Marianne Prowse

“The Burning Forest," Marianne Prowse
“The Burning Forest," Marianne Prowse

Marianne (Jeffery) Prowse (poet) was born in Teignmouth, England, on 11 January 1798 and died in Torquay, England, on 13 January 1850.

Marianne Prowse was the eldest daughter of William and Margaret Jeffery. She had one sister named Sarah Frances, who was born on 7 December 1799 (Ashfield 144; Rollins, “Jefferys” 78). Christened on 11 February 1798, Prowse was born into the seaside community of Teignmouth in the county of Devon. While the specific address of the Jefferys' residence cannot be verified, a letter from John Keats to a Mr. John H. Reynolds places the family at “35, The Strand,” in Teignmouth (Rollins, “Jeffreys” 79).
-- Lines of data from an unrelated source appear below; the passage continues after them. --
// src/routes/measurements.rs
//! Measurement query endpoints: `/api/data` (raw) and `/api/summary` (bucketed).
//!
//! Handlers validate the query string into an [`engine::Query`] and run it
//! against the store's current snapshot.

use std::sync::Arc;

use axum::{
    extract::{Query, State},
    routing::get,
    Json, Router,
};
use chrono::{DateTime, Utc};
use serde::Deserialize;
use tracing::{debug, info};

use crate::engine::{self, QueryOutput, Reducer, Span};
use crate::error::AppError;
use crate::models::{parse_instant, DeviceId};
use crate::RecordStore;

// ---

pub fn router() -> Router<Arc<RecordStore>> {
    // ---
    Router::new()
        .route("/api/data", get(data_handler))
        .route("/api/summary", get(summary_handler))
}

/// Query string shared by `/api/data` and `/api/summary`.
///
/// Timestamps are ISO 8601; a blank value counts as absent.
#[derive(Debug, Default, Deserialize)]
pub struct MeasurementQuery {
    datalogger: Option<String>,
    since: Option<String>,
    before: Option<String>,
    span: Option<String>,
    reducer: Option<String>,
}

async fn data_handler(
    Query(params): Query<MeasurementQuery>,
    State(store): State<Arc<RecordStore>>,
) -> Result<Json<QueryOutput>, AppError> {
    // ---
    info!("GET /api/data - {:?}", params);

    let query = params.resolve(Utc::now(), false)?;
    run(&store, &query)
}

async fn summary_handler(
    Query(params): Query<MeasurementQuery>,
    State(store): State<Arc<RecordStore>>,
) -> Result<Json<QueryOutput>, AppError> {
    // ---
    info!("GET /api/summary - {:?}", params);

    let query = params.resolve(Utc::now(), true)?;
    run(&store, &query)
}

fn run(store: &RecordStore, query: &engine::Query) -> Result<Json<QueryOutput>, AppError> {
    // ---
    let snapshot = store.snapshot();
    let output = engine::query(&snapshot, query);
    debug!(
        "Returning {} records for datalogger {} ({} readings in snapshot)",
        output.len(),
        query.device_id,
        snapshot.len()
    );
    Ok(Json(output))
}

impl MeasurementQuery {
    // ---
    /// Validate the parameters into an engine query.
    ///
    /// `before` defaults to `now`; `since` defaults to no lower bound.
    /// `span`/`reducer` are only honoured when `aggregate` is set.
    fn resolve(&self, now: DateTime<Utc>, aggregate: bool) -> Result<engine::Query, AppError> {
        // ---
        let device_id = non_blank(&self.datalogger)
            .map(DeviceId::new)
            .ok_or_else(|| AppError::BadRequest("missing required parameter 'datalogger'".into()))?;

        let since = non_blank(&self.since)
            .map(|raw| parse_param("since", raw))
            .transpose()?;
        let before = non_blank(&self.before)
            .map(|raw| parse_param("before", raw))
            .transpose()?;

        if let (Some(since), Some(before)) = (since, before) {
            if since > before {
                return Err(AppError::BadRequest(format!(
                    "'since' ({}) is after 'before' ({})",
                    since.to_rfc3339(),
                    before.to_rfc3339()
                )));
            }
        }

        let aggregation = if aggregate {
            let span = non_blank(&self.span)
                .map(str::parse::<Span>)
                .transpose()?
                .unwrap_or_default();
            let reducer = non_blank(&self.reducer)
                .map(str::parse::<Reducer>)
                .transpose()?;
            span.resolve(reducer)?
        } else {
            None
        };

        Ok(engine::Query {
            device_id,
            since,
            before: before.unwrap_or(now),
            aggregation,
        })
    }
}

fn non_blank(value: &Option<String>) -> Option<&str> {
    value.as_deref().map(str::trim).filter(|v| !v.is_empty())
}

fn parse_param(name: &str, raw: &str) -> Result<DateTime<Utc>, AppError> {
    parse_instant(raw).ok_or_else(|| {
        AppError::BadRequest(format!("'{}' is not an ISO 8601 timestamp: '{}'", name, raw))
    })
}
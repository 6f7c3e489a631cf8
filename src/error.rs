//! Error types for the store, the ingestion adapter, and the HTTP edge.

use std::path::PathBuf;

use axum::{http::StatusCode, response::IntoResponse, Json};
use thiserror::Error;

// ---

/// Failures reading or writing the CSV record store.
#[derive(Debug, Error)]
pub enum StoreError {
    // ---
    #[error("failed to access store file {path}: {source}")]
    Io {
        path: PathBuf,
        #[source]
        source: std::io::Error,
    },

    #[error("malformed store file {path}: {source}")]
    Csv {
        path: PathBuf,
        #[source]
        source: csv::Error,
    },

    #[error("invalid row {row} in {path}: {reason}")]
    InvalidRow {
        path: PathBuf,
        row: usize,
        reason: String,
    },
}

/// Failures fetching or decoding the remote measurements feed.
#[derive(Debug, Error)]
pub enum IngestError {
    // ---
    #[error("request to {url} failed: {source}")]
    Http {
        url: String,
        #[source]
        source: reqwest::Error,
    },

    #[error("{url} answered with status {status}")]
    Status { url: String, status: u16 },

    #[error("unexpected feed shape: {0}")]
    Shape(String),

    #[error(transparent)]
    Store(#[from] StoreError),
}

/// Invalid aggregation parameters.
#[derive(Debug, Error, PartialEq, Eq)]
pub enum QueryError {
    // ---
    #[error("unknown span '{0}', expected one of: raw, hour, day, max")]
    UnknownSpan(String),

    #[error("unknown reducer '{0}', expected one of: mean, max")]
    UnknownReducer(String),

    #[error("span 'max' always reduces with max and cannot be combined with reducer '{0}'")]
    ConflictingReducer(String),

    #[error("a reducer requires an aggregating span (hour, day or max)")]
    ReducerWithoutSpan,
}

/// Error returned by HTTP handlers.
#[derive(Debug)]
pub enum AppError {
    BadRequest(String),
}

impl From<QueryError> for AppError {
    fn from(e: QueryError) -> Self {
        AppError::BadRequest(e.to_string())
    }
}

impl IntoResponse for AppError {
    fn into_response(self) -> axum::response::Response {
        // ---
        let (status, message) = match self {
            AppError::BadRequest(msg) => (StatusCode::BAD_REQUEST, msg),
        };

        tracing::debug!("Rejecting request: {}", message);

        let body = serde_json::json!({
            "error": message,
        });

        (status, Json(body)).into_response()
    }
}
//! Query engine: device/time filtering plus raw or bucketed projections.
//!
//! Every function here is pure over a borrowed [`Snapshot`]; nothing is
//! cached or mutated between calls.

use std::collections::BTreeMap;
use std::str::FromStr;

use chrono::{DateTime, Duration, Utc};
use serde::Serialize;

use crate::error::QueryError;
use crate::models::{AggregateRecord, DeviceId, Metric, RawRecord, Reading};
use crate::store::Snapshot;

// ---

/// Width of an aggregation bucket, anchored at the Unix epoch.
#[derive(Debug, Clone, Copy, PartialEq, Eq)]
pub enum BucketWidth {
    Hour,
    Day,
}

impl BucketWidth {
    // ---
    pub fn seconds(self) -> i64 {
        match self {
            BucketWidth::Hour => 3_600,
            BucketWidth::Day => 86_400,
        }
    }

    /// Start of the left-closed bucket containing `ts`.
    pub fn bucket_start(self, ts: DateTime<Utc>) -> DateTime<Utc> {
        // ---
        let offset = ts.timestamp().rem_euclid(self.seconds());
        ts - Duration::seconds(offset) - Duration::nanoseconds(i64::from(ts.timestamp_subsec_nanos()))
    }
}

/// How the values of one metric inside one bucket are combined.
#[derive(Debug, Clone, Copy, PartialEq, Eq)]
pub enum Reducer {
    Mean,
    Max,
}

impl FromStr for Reducer {
    type Err = QueryError;

    fn from_str(s: &str) -> Result<Self, Self::Err> {
        match s.trim().to_ascii_lowercase().as_str() {
            "mean" => Ok(Reducer::Mean),
            "max" => Ok(Reducer::Max),
            _ => Err(QueryError::UnknownReducer(s.to_string())),
        }
    }
}

/// Bucket width and reducer, chosen independently.
#[derive(Debug, Clone, Copy, PartialEq, Eq)]
pub struct Aggregation {
    pub width: BucketWidth,
    pub reducer: Reducer,
}

/// The `span` request parameter.
///
/// `max` is kept for compatibility with existing clients and means
/// day-wide buckets reduced with max.
#[derive(Debug, Clone, Copy, PartialEq, Eq, Default)]
pub enum Span {
    #[default]
    Raw,
    Hour,
    Day,
    Max,
}

impl FromStr for Span {
    type Err = QueryError;

    fn from_str(s: &str) -> Result<Self, Self::Err> {
        match s.trim().to_ascii_lowercase().as_str() {
            "raw" => Ok(Span::Raw),
            "hour" => Ok(Span::Hour),
            "day" => Ok(Span::Day),
            "max" => Ok(Span::Max),
            _ => Err(QueryError::UnknownSpan(s.to_string())),
        }
    }
}

impl Span {
    // ---
    /// Combine the span with an optional explicit reducer.
    ///
    /// Returns `None` for raw output.
    pub fn resolve(self, reducer: Option<Reducer>) -> Result<Option<Aggregation>, QueryError> {
        // ---
        let aggregation = match (self, reducer) {
            (Span::Raw, None) => return Ok(None),
            (Span::Raw, Some(_)) => return Err(QueryError::ReducerWithoutSpan),
            (Span::Hour, r) => Aggregation {
                width: BucketWidth::Hour,
                reducer: r.unwrap_or(Reducer::Mean),
            },
            (Span::Day, r) => Aggregation {
                width: BucketWidth::Day,
                reducer: r.unwrap_or(Reducer::Mean),
            },
            (Span::Max, Some(Reducer::Mean)) => {
                return Err(QueryError::ConflictingReducer("mean".to_string()))
            }
            (Span::Max, _) => Aggregation {
                width: BucketWidth::Day,
                reducer: Reducer::Max,
            },
        };
        Ok(Some(aggregation))
    }
}

/// A fully resolved request against one snapshot.
#[derive(Debug, Clone, PartialEq)]
pub struct Query {
    // ---
    pub device_id: DeviceId,
    /// `None` means no lower bound.
    pub since: Option<DateTime<Utc>>,
    pub before: DateTime<Utc>,
    /// `None` means raw output.
    pub aggregation: Option<Aggregation>,
}

/// Engine output; each variant serializes as a plain JSON list.
#[derive(Debug, Clone, PartialEq, Serialize)]
#[serde(untagged)]
pub enum QueryOutput {
    Raw(Vec<RawRecord>),
    Aggregate(Vec<AggregateRecord>),
}

impl QueryOutput {
    // ---
    pub fn len(&self) -> usize {
        match self {
            QueryOutput::Raw(records) => records.len(),
            QueryOutput::Aggregate(records) => records.len(),
        }
    }

    pub fn is_empty(&self) -> bool {
        self.len() == 0
    }
}

/// Readings of `device_id` with `since <= timestamp <= before`.
///
/// Order follows the input; an inverted range yields nothing.
pub fn filter<'a>(
    readings: &'a [Reading],
    device_id: &DeviceId,
    since: Option<DateTime<Utc>>,
    before: DateTime<Utc>,
) -> Vec<&'a Reading> {
    // ---
    readings
        .iter()
        .filter(|r| &r.device_id == device_id)
        .filter(|r| since.map_or(true, |s| r.timestamp >= s))
        .filter(|r| r.timestamp <= before)
        .collect()
}

/// Three records per reading: precip, temp, hum.
pub fn to_raw(readings: &[&Reading]) -> Vec<RawRecord> {
    // ---
    readings
        .iter()
        .flat_map(|r| {
            Metric::ALL.into_iter().map(move |metric| RawRecord {
                label: metric,
                measured_at: r.timestamp,
                value: r.value(metric),
            })
        })
        .collect()
}

#[derive(Debug, Default, Clone, Copy)]
struct Accumulator {
    sum: f64,
    count: usize,
    max: Option<f64>,
}

impl Accumulator {
    // ---
    fn push(&mut self, value: f64) {
        self.sum += value;
        self.count += 1;
        self.max = Some(self.max.map_or(value, |m| m.max(value)));
    }

    fn finish(&self, reducer: Reducer) -> Option<f64> {
        match reducer {
            Reducer::Mean => (self.count > 0).then(|| self.sum / self.count as f64),
            Reducer::Max => self.max,
        }
    }
}

/// Reduce readings into buckets, ascending by slot.
///
/// A bucket/metric pair with no values is left out rather than emitted as null.
pub fn to_aggregate(readings: &[&Reading], aggregation: Aggregation) -> Vec<AggregateRecord> {
    // ---
    let mut buckets: BTreeMap<DateTime<Utc>, [Accumulator; 3]> = BTreeMap::new();

    for reading in readings {
        let slot = aggregation.width.bucket_start(reading.timestamp);
        let accs = buckets.entry(slot).or_default();
        for metric in Metric::ALL {
            if let Some(value) = reading.value(metric) {
                accs[metric.index()].push(value);
            }
        }
    }

    buckets
        .into_iter()
        .flat_map(|(slot, accs)| {
            Metric::ALL.into_iter().filter_map(move |metric| {
                accs[metric.index()]
                    .finish(aggregation.reducer)
                    .map(|value| AggregateRecord {
                        label: metric,
                        time_slot: slot,
                        value,
                    })
            })
        })
        .collect()
}

/// Filter the snapshot and project it according to `query.aggregation`.
pub fn query(snapshot: &Snapshot, query: &Query) -> QueryOutput {
    // ---
    let filtered = filter(snapshot.readings(), &query.device_id, query.since, query.before);

    match query.aggregation {
        None => QueryOutput::Raw(to_raw(&filtered)),
        Some(aggregation) => QueryOutput::Aggregate(to_aggregate(&filtered, aggregation)),
    }
}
In 1817, Prowse and her family became acquainted with George and Tom Keats, who had moved to “20, The Strand,” now known as Northumberland Place in Teignmouth (79). The brothers had moved to the area from London so that Tom, who was afflicted with consumption, could rest during the winter months (Graham-Campbell 40). In that year, the two brothers became close friends with the Jeffery family (they engaged in light-hearted flirtation with the sisters), and Prowse is documented as having nursed Tom during a period of sickness (Graham-Campbell 41; Rollins, “Jefferys” 79).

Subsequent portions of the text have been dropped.